▸ **Prompt**
Your task is to copy the lines of the data below from the line holding "let version = data[0];" through the line holding "let source = decode_coordinates(data, &mut", inclusive, exactly and with nothing added.

▸ **Entries provided**
━━━━━━━━━━━━━━━━━━━━

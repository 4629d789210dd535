//! The frame: one routed message unit and its wire encoding.
//!
//! ## Wire Format
//!
//! ```text
//! [version:1][type:1][payload_len:2 BE] addressing payload
//! ```
//!
//! | Scheme      | Addressing                                           |
//! |-------------|------------------------------------------------------|
//! | none        | (empty)                                              |
//! | coordinates | destination, source: each `[len:2 BE][uvarint...]`   |
//! | identity    | destination_key (32), source_key (32)                |

use super::varint::{decode_uvarint, encode_uvarint};
use super::{AddressScheme, FrameType, ProtocolError};
use crate::coords::Coordinates;
use crate::identity::{PublicKey, PUBLIC_KEY_SIZE};

/// Current frame format version.
pub const FRAME_VERSION: u8 = 0;

/// Size of the fixed frame header.
pub const FRAME_HEADER_SIZE: usize = 4;

/// Largest payload a single frame can carry.
pub const MAX_PAYLOAD_SIZE: usize = u16::MAX as usize;

/// The load-bearing addressing pair of a frame.
#[derive(Clone, Debug, PartialEq, Eq)]
enum Addressing {
    None,
    Coordinates {
        destination: Coordinates,
        source: Coordinates,
    },
    Identity {
        destination_key: PublicKey,
        source_key: PublicKey,
    },
}

/// A routed message.
///
/// Frames are immutable once built. The constructors tie the addressing
/// pair to the frame type, so a coordinate-addressed frame has no keys to
/// read and vice versa.
#[derive(Clone, Debug, PartialEq, Eq)]
pub struct Frame {
    frame_type: FrameType,
    addressing: Addressing,
    payload: Vec<u8>,
}

impl Frame {
    /// Build a frame for a type that carries no addressing.
    pub fn control(frame_type: FrameType, payload: Vec<u8>) -> Result<Self, ProtocolError> {
        Self::check_scheme(frame_type, AddressScheme::None)?;
        Ok(Self {
            frame_type,
            addressing: Addressing::None,
            payload,
        })
    }

    /// Build an identity-addressed frame.
    pub fn keyed(
        frame_type: FrameType,
        destination_key: PublicKey,
        source_key: PublicKey,
        payload: Vec<u8>,
    ) -> Result<Self, ProtocolError> {
        Self::check_scheme(frame_type, AddressScheme::Identity)?;
        Ok(Self {
            frame_type,
            addressing: Addressing::Identity {
                destination_key,
                source_key,
            },
            payload,
        })
    }

    /// Build a coordinate-addressed frame.
    pub fn routed(
        frame_type: FrameType,
        destination: Coordinates,
        source: Coordinates,
        payload: Vec<u8>,
    ) -> Result<Self, ProtocolError> {
        Self::check_scheme(frame_type, AddressScheme::Coordinates)?;
        Ok(Self {
            frame_type,
            addressing: Addressing::Coordinates {
                destination,
                source,
            },
            payload,
        })
    }

    pub fn keepalive() -> Self {
        Self {
            frame_type: FrameType::Keepalive,
            addressing: Addressing::None,
            payload: Vec::new(),
        }
    }

    pub fn tree_announcement(payload: Vec<u8>) -> Self {
        Self {
            frame_type: FrameType::TreeAnnouncement,
            addressing: Addressing::None,
            payload,
        }
    }

    /// Identity probe from `source_key` toward `destination_key`.
    pub fn snek_ping(destination_key: PublicKey, source_key: PublicKey) -> Self {
        Self::probe(FrameType::SnekPing, destination_key, source_key)
    }

    /// Identity probe reply from `source_key` back to `destination_key`.
    pub fn snek_pong(destination_key: PublicKey, source_key: PublicKey) -> Self {
        Self::probe(FrameType::SnekPong, destination_key, source_key)
    }

    /// Coordinate probe from `source` toward `destination`.
    pub fn tree_ping(destination: Coordinates, source: Coordinates) -> Self {
        Self::tree_probe(FrameType::TreePing, destination, source)
    }

    /// Coordinate probe reply from `source` back to `destination`.
    pub fn tree_pong(destination: Coordinates, source: Coordinates) -> Self {
        Self::tree_probe(FrameType::TreePong, destination, source)
    }

    fn probe(frame_type: FrameType, destination_key: PublicKey, source_key: PublicKey) -> Self {
        Self {
            frame_type,
            addressing: Addressing::Identity {
                destination_key,
                source_key,
            },
            payload: Vec::new(),
        }
    }

    fn tree_probe(frame_type: FrameType, destination: Coordinates, source: Coordinates) -> Self {
        Self {
            frame_type,
            addressing: Addressing::Coordinates {
                destination,
                source,
            },
            payload: Vec::new(),
        }
    }

    fn check_scheme(frame_type: FrameType, requested: AddressScheme) -> Result<(), ProtocolError> {
        let expected = frame_type.scheme();
        if expected != requested {
            return Err(ProtocolError::SchemeMismatch {
                frame_type,
                expected,
            });
        }
        Ok(())
    }

    pub fn frame_type(&self) -> FrameType {
        self.frame_type
    }

    /// Destination coordinates, for coordinate-addressed frames.
    pub fn destination(&self) -> Option<&Coordinates> {
        match &self.addressing {
            Addressing::Coordinates { destination, .. } => Some(destination),
            _ => None,
        }
    }

    /// Source coordinates, for coordinate-addressed frames.
    pub fn source(&self) -> Option<&Coordinates> {
        match &self.addressing {
            Addressing::Coordinates { source, .. } => Some(source),
            _ => None,
        }
    }

    /// Destination key, for identity-addressed frames.
    pub fn destination_key(&self) -> Option<&PublicKey> {
        match &self.addressing {
            Addressing::Identity {
                destination_key, ..
            } => Some(destination_key),
            _ => None,
        }
    }

    /// Source key, for identity-addressed frames.
    pub fn source_key(&self) -> Option<&PublicKey> {
        match &self.addressing {
            Addressing::Identity { source_key, .. } => Some(source_key),
            _ => None,
        }
    }

    pub fn payload(&self) -> &[u8] {
        &self.payload
    }

    /// Encode to wire format.
    pub fn encode(&self) -> Result<Vec<u8>, ProtocolError> {
        if self.payload.len() > MAX_PAYLOAD_SIZE {
            return Err(ProtocolError::MessageTooLong {
                max: MAX_PAYLOAD_SIZE,
                got: self.payload.len(),
            });
        }

        let mut buf = Vec::with_capacity(FRAME_HEADER_SIZE + 2 * PUBLIC_KEY_SIZE + self.payload.len());
        buf.push(FRAME_VERSION);
        buf.push(self.frame_type.to_byte());
        buf.extend_from_slice(&(self.payload.len() as u16).to_be_bytes());

        match &self.addressing {
            Addressing::None => {}
            Addressing::Coordinates {
                destination,
                source,
            } => {
                encode_coordinates(&mut buf, destination)?;
                encode_coordinates(&mut buf, source)?;
            }
            Addressing::Identity {
                destination_key,
                source_key,
            } => {
                buf.extend_from_slice(destination_key.as_bytes());
                buf.extend_from_slice(source_key.as_bytes());
            }
        }

        buf.extend_from_slice(&self.payload);
        Ok(buf)
    }

    /// Decode one complete frame from wire format.
    pub fn decode(data: &[u8]) -> Result<Self, ProtocolError> {
        if data.len() < FRAME_HEADER_SIZE {
            return Err(ProtocolError::MessageTooShort {
                expected: FRAME_HEADER_SIZE,
                got: data.len(),
            });
        }

        let version = data[0];
        if version != FRAME_VERSION {
            return Err(ProtocolError::UnsupportedVersion(version));
        }

        let frame_type =
            FrameType::from_byte(data[1]).ok_or(ProtocolError::InvalidFrameType(data[1]))?;
        let payload_len = u16::from_be_bytes([data[2], data[3]]) as usize;

        let mut pos = FRAME_HEADER_SIZE;
        let addressing = match frame_type.scheme() {
            AddressScheme::None => Addressing::None,
            AddressScheme::Coordinates => {
                let destination = decode_coordinates(data, &mut pos)?;
                let source = decode_coordinates(data, &mut pos)?;
                Addressing::Coordinates {
                    destination,
                    source,
                }
            }
            AddressScheme::Identity => {
                let destination_key = decode_key(data, &mut pos)?;
                let source_key = decode_key(data, &mut pos)?;
                Addressing::Identity {
                    destination_key,
                    source_key,
                }
            }
        };

        let remaining = data.len() - pos;
        if remaining < payload_len {
            return Err(ProtocolError::MessageTooShort {
                expected: pos + payload_len,
                got: data.len(),
            });
        }
        if remaining > payload_len {
            return Err(ProtocolError::Malformed(format!(
                "{} trailing bytes after payload",
                remaining - payload_len
            )));
        }

        Ok(Self {
            frame_type,
            addressing,
            payload: data[pos..].to_vec(),
        })
    }
}

fn encode_coordinates(buf: &mut Vec<u8>, coords: &Coordinates) -> Result<(), ProtocolError> {
    let mut ports = Vec::with_capacity(coords.depth());
    for &port in coords.ports() {
        encode_uvarint(&mut ports, port);
    }
    if ports.len() > u16::MAX as usize {
        return Err(ProtocolError::MessageTooLong {
            max: u16::MAX as usize,
            got: ports.len(),
        });
    }
    buf.extend_from_slice(&(ports.len() as u16).to_be_bytes());
    buf.extend_from_slice(&ports);
    Ok(())
}

fn decode_coordinates(data: &[u8], pos: &mut usize) -> Result<Coordinates, ProtocolError> {
    if data.len() < *pos + 2 {
        return Err(ProtocolError::MessageTooShort {
            expected: *pos + 2,
            got: data.len(),
        });
    }
    let len = u16::from_be_bytes([data[*pos], data[*pos + 1]]) as usize;
    *pos += 2;

    let end = *pos + len;
    if data.len() < end {
        return Err(ProtocolError::MessageTooShort {
            expected: end,
            got: data.len(),
        });
    }

    let mut ports = Vec::new();
    let mut cursor = *pos;
    while cursor < end {
        let (port, used) = decode_uvarint(&data[cursor..end])?;
        ports.push(port);
        cursor += used;
    }
    *pos = end;
    Ok(Coordinates::new(ports))
}

fn decode_key(data: &[u8], pos: &mut usize) -> Result<PublicKey, ProtocolError> {
    let end = *pos + PUBLIC_KEY_SIZE;
    if data.len() < end {
        return Err(ProtocolError::MessageTooShort {
            expected: end,
            got: data.len(),
        });
    }
    let key = PublicKey::from_slice(&data[*pos..end])
        .map_err(|e| ProtocolError::Malformed(e.to_string()))?;
    *pos = end;
    Ok(key)
}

━━━━━━━━━━━━━━━━━━━━

▸ **Reply to the exercise**
        let version = data[0];
        if version != FRAME_VERSION {
            return Err(ProtocolError::UnsupportedVersion(version));
        }

        let frame_type =
            FrameType::from_byte(data[1]).ok_or(ProtocolError::InvalidFrameType(data[1]))?;
        let payload_len = u16::from_be_bytes([data[2], data[3]]) as usize;

        let mut pos = FRAME_HEADER_SIZE;
        let addressing = match frame_type.scheme() {
            AddressScheme::None => Addressing::None,
            AddressScheme::Coordinates => {
                let destination = decode_coordinates(data, &mut pos)?;
                let source = decode_coordinates(data, &mut pos)?;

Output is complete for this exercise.